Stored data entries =
⟨

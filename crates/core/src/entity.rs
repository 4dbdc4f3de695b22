//! Entity trait: identity + continuity across state changes.

/// Entity marker + minimal interface.
///
/// Catalog items and cart lines are entities: two snapshots with the same id
/// describe the same thing even when stock or quantity differ.
pub trait Entity {
    /// Strongly-typed entity identifier.
    type Id: Clone + Eq + core::hash::Hash + core::fmt::Debug;

    /// Returns the entity identifier.
    fn id(&self) -> &Self::Id;
}
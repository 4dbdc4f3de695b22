//! Inventory-cart ledger.
//!
//! This crate contains the rules that keep catalog stock and cart contents
//! consistent, implemented purely as deterministic domain logic (no IO, no
//! storage, no rendering).

pub mod cart;
pub mod catalog;
pub mod ledger;

pub use cart::{Cart, CartLine};
pub use catalog::{Catalog, CatalogItem, CatalogQuery};
pub use ledger::{
    AddToCart, CartCleared, CheckedOut, Checkout, ClearCart, Ledger, LedgerCommand, LedgerError,
    LedgerEvent, LedgerResult, Receipt, RemoveFromCart, RestoreReport, UnitReleased, UnitReserved,
};
//! Plain-text rendering of ledger state and outcomes.

use std::fmt::Write;

use storefront_core::Entity;
use storefront_inventory::{Cart, CatalogItem, LedgerError, Receipt};

pub fn catalog_table<'a>(items: impl IntoIterator<Item = &'a CatalogItem>) -> String {
    let mut out = String::new();
    let mut empty = true;
    for item in items {
        empty = false;
        let availability = if item.is_available() {
            format!("Stock: {}", item.stock())
        } else {
            "Out of stock".to_string()
        };
        let _ = writeln!(
            out,
            "{:>6}  {:<30} ${:<10} {}",
            item.id(),
            item.name(),
            item.price(),
            availability
        );
    }
    if empty {
        out.push_str("No products match the filters.\n");
    }
    out
}

pub fn cart_table(cart: &Cart) -> String {
    if cart.is_empty() {
        return "The cart is empty.\n".to_string();
    }
    let mut out = String::new();
    for line in cart.lines() {
        let _ = writeln!(
            out,
            "{:>6}  {:<30} ${:<10} x{}",
            line.id(),
            line.name(),
            line.price(),
            line.quantity()
        );
    }
    let _ = writeln!(out, "Total: ${}", cart.total());
    out
}

pub fn receipt(receipt: &Receipt) -> String {
    format!(
        "Purchase complete! Total paid: ${}. Thank you for your purchase! (receipt {})\n",
        receipt.total, receipt.id
    )
}

/// User-facing text for a declined operation.
pub fn declined(reason: &LedgerError) -> String {
    match reason {
        LedgerError::UnknownItem(id) => format!("There is no product with id {id}."),
        LedgerError::NoStock(id) => format!("Product {id} is out of stock."),
        LedgerError::EmptyCart => "Nothing in the cart to act on.".to_string(),
        LedgerError::Unconfirmed => "Nothing was changed.".to_string(),
    }
}
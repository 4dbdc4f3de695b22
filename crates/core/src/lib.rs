//! `storefront-core` — domain foundation building blocks.
//!
//! This crate contains **pure domain** primitives (no infrastructure concerns).

pub mod aggregate;
pub mod entity;
pub mod error;
pub mod id;
pub mod price;
pub mod value_object;

pub use aggregate::Aggregate;
pub use entity::Entity;
pub use error::{DomainError, DomainResult};
pub use id::{ItemId, ReceiptId};
pub use price::Price;
pub use value_object::ValueObject;
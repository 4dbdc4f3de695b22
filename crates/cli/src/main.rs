mod prompt;
mod render;

use std::path::PathBuf;

use anyhow::{Context, Result};
use clap::{Parser, Subcommand};

use storefront_core::{ItemId, Price};
use storefront_infra::{
    CatalogSource, FileCatalogSource, HttpCatalogSource, JsonFileStore, Outcome, Storefront,
    StorefrontConfig,
};
use storefront_inventory::CatalogQuery;
use storefront_observability::LogFormat;

/// Storefront demo: browse the catalog, fill a cart, check out.
#[derive(Parser, Debug)]
#[command(name = "storefront")]
#[command(about = "Catalog, cart and checkout with persisted stock", long_about = None)]
struct Cli {
    /// Directory holding the persisted catalog and cart [env: STOREFRONT_DATA_DIR]
    #[arg(long, global = true)]
    data_dir: Option<PathBuf>,

    /// Remote catalog fetched on first run [env: STOREFRONT_CATALOG_URL]
    #[arg(long, global = true)]
    catalog_url: Option<String>,

    /// Read the first-run catalog from a local file instead of the remote URL
    #[arg(long, global = true, conflicts_with = "catalog_url")]
    catalog_file: Option<PathBuf>,

    /// Emit JSON logs on stderr [env: STOREFRONT_LOG_JSON]
    #[arg(long, global = true)]
    log_json: bool,

    #[command(subcommand)]
    command: Command,
}

#[derive(Subcommand, Debug)]
enum Command {
    /// List products with their stock
    Catalog {
        /// Only products whose name contains this text (case-insensitive)
        #[arg(long)]
        name: Option<String>,
        /// Only products priced at or below this amount
        #[arg(long)]
        max_price: Option<f64>,
    },
    /// Show the cart and its total
    Cart,
    /// Put one unit of a product in the cart
    Add { id: ItemId },
    /// Take one unit of a product out of the cart
    Remove { id: ItemId },
    /// Return every unit in the cart to stock
    Clear {
        /// Skip the confirmation prompt
        #[arg(long, short)]
        yes: bool,
    },
    /// Buy everything in the cart
    Checkout {
        /// Skip the confirmation prompt
        #[arg(long, short)]
        yes: bool,
    },
}

#[tokio::main]
async fn main() -> Result<()> {
    let cli = Cli::parse();

    let mut config = StorefrontConfig::from_env();
    if let Some(dir) = cli.data_dir.clone() {
        config.data_dir = dir;
    }
    if let Some(url) = cli.catalog_url.clone() {
        config.catalog_url = url;
    }
    config.log_json |= cli.log_json;

    storefront_observability::init(LogFormat::from_json_flag(config.log_json));
    tracing::debug!(?config, "configuration loaded");

    let source: Box<dyn CatalogSource> = match &cli.catalog_file {
        Some(path) => Box::new(FileCatalogSource::new(path)),
        None => Box::new(HttpCatalogSource::new(config.catalog_url.clone())),
    };
    let store = JsonFileStore::new(&config.data_dir);

    let mut shop = Storefront::open(store, source.as_ref())
        .await
        .context("Could not load the products. Please try again later")?;

    run(&mut shop, cli.command)
}

fn run(shop: &mut Storefront<JsonFileStore>, command: Command) -> Result<()> {
    match command {
        Command::Catalog { name, max_price } => {
            let mut query = CatalogQuery::new();
            if let Some(name) = name {
                query = query.name_contains(name);
            }
            if let Some(max) = max_price {
                query = query.max_price(Price::new(max).context("invalid --max-price")?);
            }
            print!("{}", render::catalog_table(shop.search(&query)));
        }
        Command::Cart => {
            print!("{}", render::cart_table(shop.cart()));
        }
        Command::Add { id } => {
            let outcome = shop.add(&id)?;
            report(&outcome, "Product added");
            print!("{}", render::cart_table(shop.cart()));
        }
        Command::Remove { id } => {
            let outcome = shop.remove(&id)?;
            report(&outcome, "Product removed");
            print!("{}", render::cart_table(shop.cart()));
        }
        Command::Clear { yes } => {
            if shop.cart().is_empty() {
                println!("The cart is already empty.");
                return Ok(());
            }
            let confirmed = yes
                || prompt::confirm("All products will be removed from the cart. Are you sure?")?;
            report(&shop.clear(confirmed)?, "The cart has been cleared");
        }
        Command::Checkout { yes } => {
            if shop.cart().is_empty() {
                println!("There are no products in the cart.");
                return Ok(());
            }
            let question = format!(
                "Your purchase total is ${}. Confirm the purchase?",
                shop.total_price()
            );
            if !(yes || prompt::confirm(&question)?) {
                println!("Keep shopping!");
                return Ok(());
            }
            report(&shop.checkout()?, "Purchase complete");
        }
    }
    Ok(())
}

fn report(outcome: &Outcome, applied: &str) {
    match outcome {
        Outcome::Applied => println!("{applied}."),
        Outcome::CheckedOut(receipt) => print!("{}", render::receipt(receipt)),
        Outcome::Declined(reason) => println!("{}", render::declined(reason)),
    }
}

⟩

What you need to do =
Please report every line among the entries that includes "applied".

Your solution =
fn report(outcome: &Outcome, applied: &str) {
        Outcome::Applied => println!("{applied}."),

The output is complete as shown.